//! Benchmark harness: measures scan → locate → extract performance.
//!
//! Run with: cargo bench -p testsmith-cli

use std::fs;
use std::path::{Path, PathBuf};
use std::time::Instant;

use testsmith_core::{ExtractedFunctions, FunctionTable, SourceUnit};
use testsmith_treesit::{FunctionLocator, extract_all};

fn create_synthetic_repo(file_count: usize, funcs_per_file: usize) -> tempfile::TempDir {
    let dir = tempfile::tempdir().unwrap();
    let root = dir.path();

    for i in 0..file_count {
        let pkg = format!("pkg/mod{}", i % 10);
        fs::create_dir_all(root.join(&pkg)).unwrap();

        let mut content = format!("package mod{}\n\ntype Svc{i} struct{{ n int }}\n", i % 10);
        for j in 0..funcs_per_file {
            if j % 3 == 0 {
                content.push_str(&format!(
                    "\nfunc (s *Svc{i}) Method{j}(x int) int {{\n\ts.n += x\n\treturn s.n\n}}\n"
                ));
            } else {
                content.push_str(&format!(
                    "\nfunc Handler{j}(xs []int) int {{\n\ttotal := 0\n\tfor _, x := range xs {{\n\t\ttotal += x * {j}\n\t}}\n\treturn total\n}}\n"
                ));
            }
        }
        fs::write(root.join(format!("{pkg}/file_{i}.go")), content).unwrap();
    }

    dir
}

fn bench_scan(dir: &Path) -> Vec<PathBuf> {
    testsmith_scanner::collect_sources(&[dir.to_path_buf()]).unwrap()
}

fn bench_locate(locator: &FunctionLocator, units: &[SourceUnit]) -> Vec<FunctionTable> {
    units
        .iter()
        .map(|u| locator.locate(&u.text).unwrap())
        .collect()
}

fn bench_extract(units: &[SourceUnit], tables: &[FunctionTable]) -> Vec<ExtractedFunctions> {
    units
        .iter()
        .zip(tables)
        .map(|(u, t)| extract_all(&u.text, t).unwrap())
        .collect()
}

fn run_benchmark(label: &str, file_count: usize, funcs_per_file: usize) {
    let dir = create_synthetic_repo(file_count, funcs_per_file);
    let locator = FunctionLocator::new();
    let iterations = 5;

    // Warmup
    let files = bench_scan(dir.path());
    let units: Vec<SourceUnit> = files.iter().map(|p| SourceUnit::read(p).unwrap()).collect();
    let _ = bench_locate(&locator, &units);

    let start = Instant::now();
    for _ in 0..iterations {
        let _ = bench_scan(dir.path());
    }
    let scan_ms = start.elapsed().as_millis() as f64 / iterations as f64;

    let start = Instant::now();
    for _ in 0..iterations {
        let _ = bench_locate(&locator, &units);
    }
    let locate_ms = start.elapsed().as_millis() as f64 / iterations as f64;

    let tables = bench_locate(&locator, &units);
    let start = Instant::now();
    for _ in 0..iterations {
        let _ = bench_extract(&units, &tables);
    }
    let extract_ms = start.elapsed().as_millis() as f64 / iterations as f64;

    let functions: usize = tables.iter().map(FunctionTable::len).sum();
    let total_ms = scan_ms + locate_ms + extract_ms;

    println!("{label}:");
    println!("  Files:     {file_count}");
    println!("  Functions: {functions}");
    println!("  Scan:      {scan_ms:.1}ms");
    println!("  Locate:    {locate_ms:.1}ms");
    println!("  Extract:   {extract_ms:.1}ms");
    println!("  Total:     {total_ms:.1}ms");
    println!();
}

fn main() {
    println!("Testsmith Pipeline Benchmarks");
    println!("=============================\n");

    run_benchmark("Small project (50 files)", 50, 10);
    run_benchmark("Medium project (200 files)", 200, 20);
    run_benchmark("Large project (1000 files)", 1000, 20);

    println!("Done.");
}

┄┄┄┄┄┄┄┄┄┄┄┄┄┄┄┄┄┄┄┄

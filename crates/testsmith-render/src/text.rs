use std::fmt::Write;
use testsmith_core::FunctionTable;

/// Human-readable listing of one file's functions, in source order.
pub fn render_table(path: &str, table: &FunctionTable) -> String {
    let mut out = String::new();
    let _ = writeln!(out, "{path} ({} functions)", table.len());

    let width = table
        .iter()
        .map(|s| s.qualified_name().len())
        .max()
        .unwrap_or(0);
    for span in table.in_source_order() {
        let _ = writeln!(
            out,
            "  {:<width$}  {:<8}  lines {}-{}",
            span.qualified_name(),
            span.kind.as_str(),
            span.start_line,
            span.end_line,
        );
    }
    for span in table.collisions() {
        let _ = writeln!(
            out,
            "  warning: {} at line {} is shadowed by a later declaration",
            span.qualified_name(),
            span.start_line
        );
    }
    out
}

┄┄┄┄┄┄┄┄┄┄┄┄┄┄┄┄┄┄┄┄

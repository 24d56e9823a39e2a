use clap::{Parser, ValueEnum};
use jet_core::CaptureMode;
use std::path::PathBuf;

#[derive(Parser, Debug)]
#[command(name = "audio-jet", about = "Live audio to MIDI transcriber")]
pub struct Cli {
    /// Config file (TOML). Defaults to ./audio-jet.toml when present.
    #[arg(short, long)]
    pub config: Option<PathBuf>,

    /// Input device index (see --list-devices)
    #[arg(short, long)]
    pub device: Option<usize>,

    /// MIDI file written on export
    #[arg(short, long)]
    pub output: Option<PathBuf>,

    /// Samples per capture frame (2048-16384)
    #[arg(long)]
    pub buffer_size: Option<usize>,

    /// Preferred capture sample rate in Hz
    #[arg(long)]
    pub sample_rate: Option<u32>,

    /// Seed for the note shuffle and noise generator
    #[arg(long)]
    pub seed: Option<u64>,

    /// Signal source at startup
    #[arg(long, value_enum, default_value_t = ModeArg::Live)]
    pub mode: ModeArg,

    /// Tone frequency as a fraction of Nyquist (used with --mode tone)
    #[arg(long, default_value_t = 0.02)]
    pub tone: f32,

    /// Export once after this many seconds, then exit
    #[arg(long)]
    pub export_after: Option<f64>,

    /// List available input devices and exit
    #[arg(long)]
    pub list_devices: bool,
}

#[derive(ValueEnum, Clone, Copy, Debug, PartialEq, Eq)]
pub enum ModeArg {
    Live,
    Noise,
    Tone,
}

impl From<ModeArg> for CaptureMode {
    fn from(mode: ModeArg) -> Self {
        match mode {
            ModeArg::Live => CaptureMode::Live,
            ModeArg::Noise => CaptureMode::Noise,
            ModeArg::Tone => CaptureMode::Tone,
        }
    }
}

┄┄┄┄┄┄┄┄┄┄┄┄┄┄┄┄┄┄┄┄

→ **The problem**:
Determine how many lines in the listing above contain the word "String". Provide that figure only.

→ **Written reply**:
2